Several international hotel chains are planning and setting up new units in the region, as EAC countries plan to raise annual tourism earnings to $16 billion from $7 billion by 2020.
In the 2014 Hotel Chain Development Pipelines in Africa report by W Hospitality Group, five hotels opened shop in Kenya increasing the countries’ room capacity by 743.
In Tanzania, 10 hotels were opened increasing the room capacity by 945, and in Uganda, three hotels set up shop, increasing the room capacity by 736. In Rwanda, four hotels opened, increasing room capacity by 819.
In Uganda, Carlson Rezidor will open its first property in Kampala’s central business in the last quarter of 2016; it will have 195 rooms. Uganda currently has close to 6,400 rooms, up from 1,700 seven years ago.
Speaking during the Africa Hotel Investment Forum in Addis Ababa, Ethiopia in October, Wolfgang Neumann, the chief executive officer of Rezidor, said they were happy to invest in Uganda.
“Tourism is one of the country’s fastest growing sectors and Uganda is an important market for foreign investment due to its rich oil reserves,” Mr Neumann said.
Elaine Reed, the Hilton Hotels senior corporate communications manager for Middle East and Africa, said the hotel chain will open its $200-million Hilton Kampala next year.
In Tanzania, Hyatt Hotels announced that it will open two new hotels — the Park Hyatt Zanzibar, to open this month, with 72 rooms, and Hyatt Regency Arusha, which will have 144 rooms, set to open in 2016.
This year, two new hotels opened in Tanzania under the US-based hotel chain Best Western — a 90-room four-star hotel in Dar es Salaam, and another in Zanzibar with 62 rooms. Hotel chain Rotana has started construction of a 249-room hotel in Dar es Salaam, to be complete by 2018.
Kempinski and Raddison hotels have ventured into Kigali. In July, Kempinski Hotels officially took over the management of Hôtel Des Milles Collines.
“Kigali is a remarkable city. The people are warm and generous and we have a great team already in place ready to showcase the unique personality of Hôtel des Milles Collines by Kempinski. We are excited to bring our signature Kempinski service to this city,” General manager Christoph Strahm said.
The Rezidor Hotel Group set up the 292-room Radisson Blu Hotel, and will also run the Kigali Convention Centre.
“The region has a lot of potential, especially in its hospitality sector,” said Andrew McLachlan, Rezidor’s vice-president, business development for Africa and Indian Ocean Islands.
In Kigali, Marriott announced plans to open a five-star 251-room hotel by mid-2105; Vision Hotel plans to open a four-star hotel with 157 rooms by 2017.

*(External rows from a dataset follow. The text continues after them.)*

use chrono::{DateTime, Utc};
use serde::{Deserialize, Serialize};

/// A monitored backend service.
#[derive(
    Debug,
    Clone,
    Copy,
    PartialEq,
    Eq,
    Hash,
    PartialOrd,
    Ord,
    Serialize,
    Deserialize,
    derive_more::Display,
)]
pub enum Service {
    #[serde(rename = "auth-service")]
    #[display("auth-service")]
    Auth,
    #[serde(rename = "user-profile-service")]
    #[display("user-profile-service")]
    UserProfile,
    #[serde(rename = "video-streaming-service")]
    #[display("video-streaming-service")]
    VideoStreaming,
    #[serde(rename = "alert-service")]
    #[display("alert-service")]
    Alert,
}

impl Service {
    pub const LEN: usize = 4;
    pub const ALL: [Service; Self::LEN] = [
        Service::Auth,
        Service::UserProfile,
        Service::VideoStreaming,
        Service::Alert,
    ];
}

#[derive(Debug, Clone, Copy, PartialEq, Eq, derive_more::Display, derive_more::Error)]
#[display("unsupported HTTP status code {_0}")]
pub struct UnknownStatusCode(#[error(not(source))] pub u16);

/// HTTP status code reported by a request.
#[derive(Debug, Clone, Copy, PartialEq, Eq, Hash, PartialOrd, Ord, Serialize, Deserialize)]
#[serde(into = "u16", try_from = "u16")]
pub enum StatusCode {
    Ok,
    Unauthorized,
    Forbidden,
    NotFound,
    InternalServerError,
}

impl StatusCode {
    pub const ALL: [StatusCode; 5] = [
        StatusCode::Ok,
        StatusCode::Unauthorized,
        StatusCode::Forbidden,
        StatusCode::NotFound,
        StatusCode::InternalServerError,
    ];

    #[must_use]
    pub fn as_u16(self) -> u16 {
        match self {
            StatusCode::Ok => 200,
            StatusCode::Unauthorized => 401,
            StatusCode::Forbidden => 403,
            StatusCode::NotFound => 404,
            StatusCode::InternalServerError => 500,
        }
    }

    /// Only `200 OK` counts as a success.
    #[must_use]
    pub fn is_success(self) -> bool {
        self == StatusCode::Ok
    }
}

impl std::fmt::Display for StatusCode {
    fn fmt(&self, f: &mut std::fmt::Formatter<'_>) -> std::fmt::Result {
        std::fmt::Display::fmt(&self.as_u16(), f)
    }
}

impl From<StatusCode> for u16 {
    fn from(code: StatusCode) -> Self {
        code.as_u16()
    }
}

impl TryFrom<u16> for StatusCode {
    type Error = UnknownStatusCode;

    fn try_from(code: u16) -> Result<Self, Self::Error> {
        StatusCode::ALL
            .into_iter()
            .find(|c| c.as_u16() == code)
            .ok_or(UnknownStatusCode(code))
    }
}

/// A deserialized event whose error flag contradicts its status code.
#[derive(Debug, Clone, Copy, PartialEq, Eq, derive_more::Display, derive_more::Error)]
#[display("event #{id} has error flag {flag} but status code {status_code}")]
pub struct InconsistentErrorFlag {
    pub id: usize,
    pub status_code: StatusCode,
    pub flag: bool,
}

/// One request observed on a service.
///
/// When deserialized, `error` may be omitted and is then derived from the status
/// code; a flag that disagrees with the status code is rejected.
#[derive(Debug, Clone, PartialEq, Eq, Serialize, Deserialize)]
#[serde(try_from = "RawSystemEvent")]
pub struct SystemEvent {
    /// Sequence number within the batch, starting at 1.
    pub id: usize,
    /// When the request was observed.
    pub timestamp: DateTime<Utc>,
    /// Service that handled the request.
    pub service: Service,
    /// Response time in whole milliseconds.
    pub response_time_ms: u32,
    /// Status code returned.
    pub status_code: StatusCode,
    /// `true` for any non-success status code.
    pub error: bool,
}

#[derive(Deserialize)]
struct RawSystemEvent {
    id: usize,
    timestamp: DateTime<Utc>,
    service: Service,
    response_time_ms: u32,
    status_code: StatusCode,
    #[serde(default)]
    error: Option<bool>,
}

impl TryFrom<RawSystemEvent> for SystemEvent {
    type Error = InconsistentErrorFlag;

    fn try_from(raw: RawSystemEvent) -> Result<Self, Self::Error> {
        let event = SystemEvent::new(
            raw.id,
            raw.timestamp,
            raw.service,
            raw.response_time_ms,
            raw.status_code,
        );
        match raw.error {
            Some(flag) if flag != event.error => Err(InconsistentErrorFlag {
                id: raw.id,
                status_code: raw.status_code,
                flag,
            }),
            _ => Ok(event),
        }
    }
}

impl SystemEvent {
    #[must_use]
    pub fn new(
        id: usize,
        timestamp: DateTime<Utc>,
        service: Service,
        response_time_ms: u32,
        status_code: StatusCode,
    ) -> Self {
        Self {
            id,
            timestamp,
            service,
            response_time_ms,
            status_code,
            error: !status_code.is_success(),
        }
    }

    /// Response times of a batch, as measurements.
    #[must_use]
    pub fn response_times(events: &[Self]) -> Vec<f64> {
        events
            .iter()
            .map(|e| f64::from(e.response_time_ms))
            .collect()
    }

    /// Services of a batch, in event order.
    #[must_use]
    pub fn services(events: &[Self]) -> Vec<Service> {
        events.iter().map(|e| e.service).collect()
    }

    /// Status codes of a batch, in event order.
    #[must_use]
    pub fn status_codes(events: &[Self]) -> Vec<StatusCode> {
        events.iter().map(|e| e.status_code).collect()
    }

    /// Services of the failed events of a batch, in event order.
    #[must_use]
    pub fn failed_services(events: &[Self]) -> Vec<Service> {
        events
            .iter()
            .filter(|e| e.error)
            .map(|e| e.service)
            .collect()
    }
}

#[cfg(test)]
mod tests {
    use chrono::TimeZone as _;

    use super::*;

    fn event(id: usize, service: Service, rt: u32, status: StatusCode) -> SystemEvent {
        let ts = Utc.with_ymd_and_hms(2024, 5, 1, 12, 0, 0).unwrap();
        SystemEvent::new(id, ts, service, rt, status)
    }

    #[test]
    fn test_error_flag_follows_status() {
        assert!(!event(1, Service::Auth, 80, StatusCode::Ok).error);
        for status in [
            StatusCode::Unauthorized,
            StatusCode::Forbidden,
            StatusCode::NotFound,
            StatusCode::InternalServerError,
        ] {
            assert!(event(1, Service::Auth, 80, status).error, "{status}");
        }
    }

    #[test]
    fn test_status_code_conversions() {
        for code in StatusCode::ALL {
            assert_eq!(StatusCode::try_from(code.as_u16()), Ok(code));
        }
        assert_eq!(StatusCode::try_from(418), Err(UnknownStatusCode(418)));
        assert_eq!(StatusCode::InternalServerError.to_string(), "500");
    }

    #[test]
    fn test_service_display_matches_serde() {
        for service in Service::ALL {
            let json = serde_json::to_string(&service).unwrap();
            assert_eq!(json, format!("\"{service}\""));
            assert_eq!(serde_json::from_str::<Service>(&json).unwrap(), service);
        }
        assert_eq!(Service::VideoStreaming.to_string(), "video-streaming-service");
    }

    #[test]
    fn test_json_shape() {
        let e = event(7, Service::Alert, 1500, StatusCode::InternalServerError);
        let json = serde_json::to_value(&e).unwrap();
        assert_eq!(json["id"], 7);
        assert_eq!(json["service"], "alert-service");
        assert_eq!(json["status_code"], 500);
        assert_eq!(json["error"], true);

        let back: SystemEvent = serde_json::from_value(json).unwrap();
        assert_eq!(back, e);
    }

    #[test]
    fn test_error_flag_is_checked_on_load() {
        let json = r#"[
            {"id":1,"timestamp":"2024-05-01T12:00:00Z","service":"auth-service","response_time_ms":10,"status_code":200,"error":true},
            {"id":2,"timestamp":"2024-05-01T12:00:00Z","service":"alert-service","response_time_ms":1500,"status_code":500,"error":false}
        ]"#;
        let err = serde_json::from_str::<Vec<SystemEvent>>(json).unwrap_err();
        assert!(
            err.to_string()
                .contains("event #1 has error flag true but status code 200"),
            "{err}"
        );

        let json = r#"{"id":2,"timestamp":"2024-05-01T12:00:00Z","service":"alert-service","response_time_ms":1500,"status_code":500,"error":false}"#;
        let err = serde_json::from_str::<SystemEvent>(json).unwrap_err();
        assert!(err.to_string().contains("event #2"), "{err}");
    }

    #[test]
    fn test_missing_error_flag_is_derived() {
        let json = r#"{"id":3,"timestamp":"2024-05-01T12:00:00Z","service":"user-profile-service","response_time_ms":210,"status_code":500}"#;
        let e = serde_json::from_str::<SystemEvent>(json).unwrap();
        assert!(e.error);
        assert_eq!(e.service, Service::UserProfile);
    }

    #[test]
    fn test_unknown_status_code_is_rejected() {
        let json = r#"{"id":1,"timestamp":"2024-05-01T12:00:00Z","service":"auth-service","response_time_ms":10,"status_code":302,"error":true}"#;
        assert!(serde_json::from_str::<SystemEvent>(json).is_err());
    }

    #[test]
    fn test_projections() {
        let events = [
            event(1, Service::Auth, 100, StatusCode::Ok),
            event(2, Service::Alert, 1200, StatusCode::InternalServerError),
            event(3, Service::Auth, 90, StatusCode::Forbidden),
        ];
        assert_eq!(SystemEvent::response_times(&events), [100.0, 1200.0, 90.0]);
        assert_eq!(
            SystemEvent::services(&events),
            [Service::Auth, Service::Alert, Service::Auth]
        );
        assert_eq!(
            SystemEvent::status_codes(&events),
            [
                StatusCode::Ok,
                StatusCode::InternalServerError,
                StatusCode::Forbidden
            ]
        );
        assert_eq!(
            SystemEvent::failed_services(&events),
            [Service::Alert, Service::Auth]
        );
    }
}
use std::io;

use anyhow::Context;
use clap::{ArgAction, Args, Parser, Subcommand};
use tracing_subscriber::{EnvFilter, filter::LevelFilter};

use self::{
    analyze::AnalyzeArg, dashboard::DashboardArg, export::ExportArg, generate::GenerateArg,
};

mod analyze;
mod dashboard;
mod export;
mod generate;

#[derive(Debug, Clone, Parser)]
#[command(author, version, about, long_about = None)]
pub struct CommandArgs {
    #[command(flatten)]
    log: LogArg,

    /// What to do with the events
    #[command(subcommand)]
    mode: Mode,
}

#[derive(Debug, Clone, Subcommand)]
enum Mode {
    /// Generate a batch of synthetic system events as JSON
    Generate(#[clap(flatten)] GenerateArg),
    /// Print descriptive statistics, frequency tables and a report
    Analyze(#[clap(flatten)] AnalyzeArg),
    /// Export the analysis as CSV files
    Export(#[clap(flatten)] ExportArg),
    /// Explore the analysis in a terminal dashboard
    Dashboard(#[clap(flatten)] DashboardArg),
}

#[derive(Debug, Clone, Args)]
struct LogArg {
    /// Log more (-v: info, -vv: debug, -vvv: trace)
    #[arg(short, long, action = ArgAction::Count, global = true)]
    verbose: u8,

    /// Log filter directives such as `debug` or `sysmetrics_stats=trace` (overrides -v)
    #[arg(long, global = true, value_name = "FILTER")]
    log_level: Option<String>,
}

impl LogArg {
    /// Installs a stderr subscriber so stdout stays free for tables and JSON.
    fn init_logging(&self) -> anyhow::Result<()> {
        let filter = match &self.log_level {
            Some(directives) => EnvFilter::try_new(directives)
                .with_context(|| format!("Invalid log filter: {directives}"))?,
            None => {
                let level = match self.verbose {
                    0 => LevelFilter::WARN,
                    1 => LevelFilter::INFO,
                    2 => LevelFilter::DEBUG,
                    _ => LevelFilter::TRACE,
                };
                EnvFilter::builder()
                    .with_default_directive(level.into())
                    .from_env_lossy()
            }
        };
        tracing_subscriber::fmt()
            .with_env_filter(filter)
            .with_writer(io::stderr)
            .with_target(false)
            .without_time()
            .init();
        Ok(())
    }
}

pub fn run() -> anyhow::Result<()> {
    let args = CommandArgs::parse();
    args.log.init_logging()?;
    match args.mode {
        Mode::Generate(arg) => generate::run(&arg)?,
        Mode::Analyze(arg) => analyze::run(&arg)?,
        Mode::Export(arg) => export::run(&arg)?,
        Mode::Dashboard(arg) => dashboard::run(&arg)?,
    }
    Ok(())
}
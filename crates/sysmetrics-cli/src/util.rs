use std::{
    fs::File,
    io::{self, BufWriter, StdoutLock, Write as _},
    path::{Path, PathBuf},
};

use anyhow::Context;
use sysmetrics_analysis::{AnalysisConfig, EventAnalysis};
use sysmetrics_events::{DEFAULT_EVENT_COUNT, GeneratorConfig, SystemEvent};

#[derive(Debug)]
pub enum Output {
    Stdout {
        writer: StdoutLock<'static>,
    },
    File {
        writer: BufWriter<File>,
        path: PathBuf,
    },
}

impl Output {
    pub fn save_json<T>(value: &T, output_path: Option<PathBuf>) -> anyhow::Result<()>
    where
        T: serde::Serialize,
    {
        let mut output = Output::from_output_path(output_path)?;
        output.write_json(value)
    }

    pub fn from_output_path(output_path: Option<PathBuf>) -> anyhow::Result<Self> {
        match output_path {
            Some(path) => Output::open(path),
            None => Ok(Output::stdout()),
        }
    }

    pub fn stdout() -> Self {
        Output::Stdout {
            writer: io::stdout().lock(),
        }
    }

    pub fn open(path: PathBuf) -> anyhow::Result<Self> {
        let file = File::create(&path)
            .with_context(|| format!("Failed to create output file: {}", path.display()))?;
        Ok(Output::File {
            writer: BufWriter::new(file),
            path,
        })
    }

    pub fn display_path(&self) -> String {
        match self {
            Output::Stdout { .. } => "stdout".to_string(),
            Output::File { path, .. } => path.display().to_string(),
        }
    }

    pub fn write_json<T>(&mut self, value: T) -> anyhow::Result<()>
    where
        T: serde::Serialize,
    {
        serde_json::to_writer_pretty(&mut *self, &value)
            .with_context(|| format!("Failed to write JSON to {}", self.display_path()))?;
        writeln!(&mut *self).with_context(|| {
            format!(
                "Failed to write newline after JSON to {}",
                self.display_path()
            )
        })?;
        self.flush()
            .with_context(|| format!("Failed to flush output to {}", self.display_path()))?;
        tracing::info!(output = %self.display_path(), "wrote JSON");
        Ok(())
    }
}

impl io::Write for Output {
    fn write(&mut self, buf: &[u8]) -> io::Result<usize> {
        match self {
            Output::Stdout { writer } => writer.write(buf),
            Output::File { writer, .. } => writer.write(buf),
        }
    }

    fn flush(&mut self) -> io::Result<()> {
        match self {
            Output::Stdout { writer } => writer.flush(),
            Output::File { writer, .. } => writer.flush(),
        }
    }
}

pub fn read_json_file<T, P>(file_kind: &str, path: P) -> anyhow::Result<T>
where
    T: serde::de::DeserializeOwned,
    P: AsRef<Path>,
{
    let path = path.as_ref();
    let file = File::open(path)
        .with_context(|| format!("Failed to open {} file: {}", file_kind, path.display()))?;

    let reader = io::BufReader::new(file);
    let value = serde_json::from_reader(reader).with_context(|| {
        format!(
            "Failed to parse {} JSON file: {}",
            file_kind,
            path.display()
        )
    })?;

    Ok(value)
}

/// Where a command takes its events from: a JSON file written by `generate`,
/// or a batch generated on the fly.
#[derive(Debug, Clone, clap::Args)]
pub(crate) struct EventSourceArg {
    /// Events JSON file (as written by `generate`)
    #[arg(long, conflicts_with_all = ["count", "seed"])]
    pub events: Option<PathBuf>,

    /// Number of events to generate when no events file is given
    #[arg(long, default_value_t = DEFAULT_EVENT_COUNT)]
    pub count: usize,

    /// Random seed for the generated batch
    #[arg(long)]
    pub seed: Option<u64>,
}

impl EventSourceArg {
    pub fn load(&self) -> anyhow::Result<Vec<SystemEvent>> {
        if let Some(path) = &self.events {
            tracing::info!(path = %path.display(), "loading events");
            let events: Vec<SystemEvent> = read_json_file("events", path)?;
            tracing::info!(count = events.len(), "loaded events");
            return Ok(events);
        }

        let config = GeneratorConfig {
            count: self.count,
            seed: self.seed,
            start: None,
        };
        tracing::info!(count = config.count, seed = ?config.seed, "generating events");
        Ok(config.generate())
    }
}

/// Analysis tuning, read from an optional config file and overridden by flags.
#[derive(Debug, Clone, clap::Args)]
pub(crate) struct AnalysisConfigArg {
    /// Analysis config JSON file
    #[arg(long)]
    pub config: Option<PathBuf>,

    /// Number of response-time histogram bins (overrides the config file)
    #[arg(long)]
    pub bins: Option<usize>,
}

impl AnalysisConfigArg {
    pub fn load(&self) -> anyhow::Result<AnalysisConfig> {
        let mut config = match &self.config {
            Some(path) => read_json_file("analysis config", path)?,
            None => AnalysisConfig::default(),
        };
        if let Some(bins) = self.bins {
            config.response_time_bins = bins;
        }
        tracing::debug!(?config, "analysis config");
        Ok(config)
    }
}

pub fn analyze(events: &[SystemEvent], config: &AnalysisConfig) -> anyhow::Result<EventAnalysis> {
    let analysis = EventAnalysis::new(events, config)
        .with_context(|| format!("Failed to analyze {} events", events.len()))?;
    if analysis.total_errors > 0 {
        tracing::info!(
            errors = analysis.total_errors,
            error_rate = analysis.error_rate,
            "failures present in batch"
        );
    }
    Ok(analysis)
}
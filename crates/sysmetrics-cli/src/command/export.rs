//! CSV export of an analysis
//!
//! Writes one file per view of the batch into the output directory:
//!
//! - `dashboard.csv`: summary metrics and the narrative report
//! - `raw_events.csv`: every event
//! - `frequency_tables.csv`: response times, services and status codes
//! - `chart_data.csv`: response-time histogram, errors by service, status codes

use std::{borrow::Cow, fmt::Write as _, fs, path::PathBuf};

use anyhow::Context;
use chrono::SecondsFormat;
use sysmetrics_analysis::{Dimension, EventAnalysis};
use sysmetrics_events::SystemEvent;

use crate::{
    util::{self, AnalysisConfigArg, EventSourceArg},
    view,
};

#[derive(Debug, Clone, clap::Args)]
pub(crate) struct ExportArg {
    #[command(flatten)]
    source: EventSourceArg,

    #[command(flatten)]
    config: AnalysisConfigArg,

    /// Directory receiving the CSV files
    #[arg(long)]
    output_dir: PathBuf,
}

pub(crate) fn run(arg: &ExportArg) -> anyhow::Result<()> {
    let events = arg.source.load()?;
    let config = arg.config.load()?;
    let analysis = util::analyze(&events, &config)?;

    let dir = &arg.output_dir;
    fs::create_dir_all(dir)
        .with_context(|| format!("Failed to create output directory: {}", dir.display()))?;

    let files = [
        ("dashboard.csv", dashboard_csv(&analysis)?),
        ("raw_events.csv", raw_events_csv(&events)?),
        ("frequency_tables.csv", frequency_tables_csv(&analysis)?),
        ("chart_data.csv", chart_data_csv(&analysis)?),
    ];
    for (name, content) in files {
        let path = dir.join(name);
        fs::write(&path, content)
            .with_context(|| format!("Failed to write CSV file: {}", path.display()))?;
        println!("Saved {}", path.display());
    }

    Ok(())
}

fn csv_field(value: &str) -> Cow<'_, str> {
    if value.contains([',', '"', '\n']) {
        Cow::Owned(format!("\"{}\"", value.replace('"', "\"\"")))
    } else {
        Cow::Borrowed(value)
    }
}

fn dashboard_csv(analysis: &EventAnalysis) -> anyhow::Result<String> {
    let mut csv = String::from("section,item,value\n");
    for (name, value) in view::summary_rows(analysis) {
        writeln!(&mut csv, "summary,{},{}", csv_field(name), csv_field(&value))
            .with_context(|| format!("Failed to write summary row {name}"))?;
    }

    let report = analysis.report();
    let mut report_rows = vec![("Interpretation".to_owned(), &report.interpretation)];
    report_rows.extend(
        report
            .patterns
            .iter()
            .enumerate()
            .map(|(i, pattern)| (format!("Pattern {}", i + 1), pattern)),
    );
    report_rows.push(("Suggestion".to_owned(), &report.suggestion));
    for (item, text) in report_rows {
        writeln!(&mut csv, "report,{},{}", csv_field(&item), csv_field(text))
            .with_context(|| format!("Failed to write report row {item}"))?;
    }
    Ok(csv)
}

fn raw_events_csv(events: &[SystemEvent]) -> anyhow::Result<String> {
    let mut csv = String::from("id,timestamp,service,response_time_ms,status_code,error\n");
    for e in events {
        writeln!(
            &mut csv,
            "{},{},{},{},{},{}",
            e.id,
            e.timestamp.to_rfc3339_opts(SecondsFormat::Millis, true),
            e.service,
            e.response_time_ms,
            e.status_code,
            e.error
        )
        .with_context(|| format!("Failed to write CSV data for event {}", e.id))?;
    }
    Ok(csv)
}

fn frequency_tables_csv(analysis: &EventAnalysis) -> anyhow::Result<String> {
    let mut csv = String::from("table,class,fi,fri,fri_percent,cumulative_percent\n");
    for dimension in Dimension::TABULATED {
        for row in analysis.tables.get(dimension) {
            writeln!(
                &mut csv,
                "{},{},{},{},{},{}",
                csv_field(dimension.title()),
                csv_field(&row.label),
                row.fi,
                view::format_fri(row),
                row.fri_percent,
                row.cumulative_percent
            )
            .with_context(|| format!("Failed to write {} row {}", dimension.title(), row.label))?;
        }
    }
    Ok(csv)
}

fn chart_data_csv(analysis: &EventAnalysis) -> anyhow::Result<String> {
    let tables = &analysis.tables;
    let charts = [
        ("histogram", tables.response_times.rows_in_bin_order()),
        ("errors_by_service", tables.errors_by_service.iter().collect()),
        ("status_codes", tables.status_codes.iter().collect()),
    ];

    let mut csv = String::from("chart,label,count\n");
    for (chart, rows) in charts {
        for row in rows {
            writeln!(&mut csv, "{chart},{},{}", csv_field(&row.label), row.fi)
                .with_context(|| format!("Failed to write {chart} row {}", row.label))?;
        }
    }
    Ok(csv)
}

#[cfg(test)]
mod tests {
    use chrono::{TimeZone as _, Utc};
    use sysmetrics_analysis::AnalysisConfig;
    use sysmetrics_events::{Service, StatusCode};

    use super::*;

    fn events() -> Vec<SystemEvent> {
        let ts = Utc.with_ymd_and_hms(2024, 5, 1, 12, 0, 0).unwrap();
        vec![
            SystemEvent::new(1, ts, Service::Auth, 100, StatusCode::Ok),
            SystemEvent::new(2, ts, Service::Alert, 1500, StatusCode::InternalServerError),
            SystemEvent::new(3, ts, Service::Auth, 120, StatusCode::Unauthorized),
            SystemEvent::new(4, ts, Service::Alert, 1300, StatusCode::InternalServerError),
        ]
    }

    fn analysis() -> EventAnalysis {
        let config = AnalysisConfig {
            response_time_bins: 4,
            ..AnalysisConfig::default()
        };
        EventAnalysis::new(&events(), &config).unwrap()
    }

    #[test]
    fn test_csv_field_quoting() {
        assert_eq!(csv_field("auth-service"), "auth-service");
        assert_eq!(csv_field("a, b"), "\"a, b\"");
        assert_eq!(csv_field("say \"hi\""), "\"say \"\"hi\"\"\"");
    }

    #[test]
    fn test_raw_events_csv() {
        let csv = raw_events_csv(&events()).unwrap();
        let lines = csv.lines().collect::<Vec<_>>();
        assert_eq!(lines.len(), 5);
        assert_eq!(
            lines[2],
            "2,2024-05-01T12:00:00.000Z,alert-service,1500,500,true"
        );
    }

    #[test]
    fn test_frequency_tables_skip_errors_by_service() {
        let csv = frequency_tables_csv(&analysis()).unwrap();
        assert!(csv.lines().skip(1).all(|line| !line.starts_with("Errors")));
        assert!(csv.contains("Services Accessed,auth-service,2,0.5000,50.00%,50.00%"));
        assert!(csv.contains("Status Codes,500,2,0.5000,50.00%,50.00%"));
        // 4 bins + 2 services + 3 status codes
        assert_eq!(csv.lines().count(), 1 + 4 + 2 + 3);
    }

    #[test]
    fn test_chart_data_histogram_in_bin_order() {
        let csv = chart_data_csv(&analysis()).unwrap();
        let histogram = csv
            .lines()
            .filter(|line| line.starts_with("histogram,"))
            .collect::<Vec<_>>();
        assert_eq!(
            histogram,
            [
                "histogram,100.0 - 450.0,2",
                "histogram,450.0 - 800.0,0",
                "histogram,800.0 - 1150.0,0",
                "histogram,1150.0 - 1500.0,2",
            ]
        );
        assert!(csv.contains("errors_by_service,alert-service,2"));
        assert!(csv.contains("errors_by_service,auth-service,1"));
    }

    #[test]
    fn test_dashboard_csv_sections() {
        let csv = dashboard_csv(&analysis()).unwrap();
        assert!(csv.contains("summary,Total errors,3"));
        assert!(csv.contains("summary,Error rate,75.00%"));
        assert!(csv.contains("report,Pattern 2,The most problematic service was alert-service with 2 errors."));
        assert!(csv.lines().last().unwrap().starts_with("report,Suggestion,"));
    }
}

Starwood Hotels and Resorts Worldwide, a US hotel chain, plans to open six hotels in Nairobi, Zanzibar, Serengeti and Dar es Salaam in the next three years under the Sheraton franchise. One of the hotels will be based in Nairobi’s central business district, and another near the Jomo Kenyatta International Airport.
By the end of 2015, Nairobi will have the 220-room Golf View Hotel, the 256-room Radisson Blu, and the 196-room Grand Sapphire.
Since 2011, Nairobi has added more than 2,000 beds. In Nairobi, Belgium-based Rezidor Hotel Group has announced plans for a 276-room Radisson Blu Hotel, which is scheduled to open in early 2015 and a 126-room Park Inn by Radisson Nairobi in Westlands, which is expected to open mid-2015.
This year, Dusit International opened the DusitD2 luxury hotel, with a 100 bed capacity. The upscale 200-room Kempinski Nairobi opened in the March 2013, and the $17.5 million 45-room Hemingway’s opened in mid-2013. The 128-room Leisure Park Hotel is set to open in 2015.
In May this year, Kenya Tourism Board admitted that the country’s tourism was affected by terror attacks.
“In light of recent insecurity incidents, Kenya’s reputation as a safe destination has been compromised with Mombasa and other coastal destinations taking a hit,” said Muriithi Ndegwa, managing director of the Kenya Tourism Board.
Official figures from government showed that the number of foreign visitors to Kenya dropped by 11 per cent in 2013, due to fears of election-related political violence, the aftermath of the Westgate attacks and the attacks by Al Shabaab on various places in Nairobi, Mombasa and North Eastern.
KTB’s 2014 half year results in October showed a drop of 12.3 per cent in tourist arrivals in Nairobi for the first six months of 2014, with the consolidated arrivals falling from 495,978 in June 2013 to 428,585 by June 2014.
The Kenya Association of Hotelkeepers and Caterers CEO Mike Macharia said despite the slowdown in the tourism industry, the investment environment is still conducive.
“We are seeing the confidence of international investors who are setting up hotels in the country. This means more job creation,” Mr Macharia said.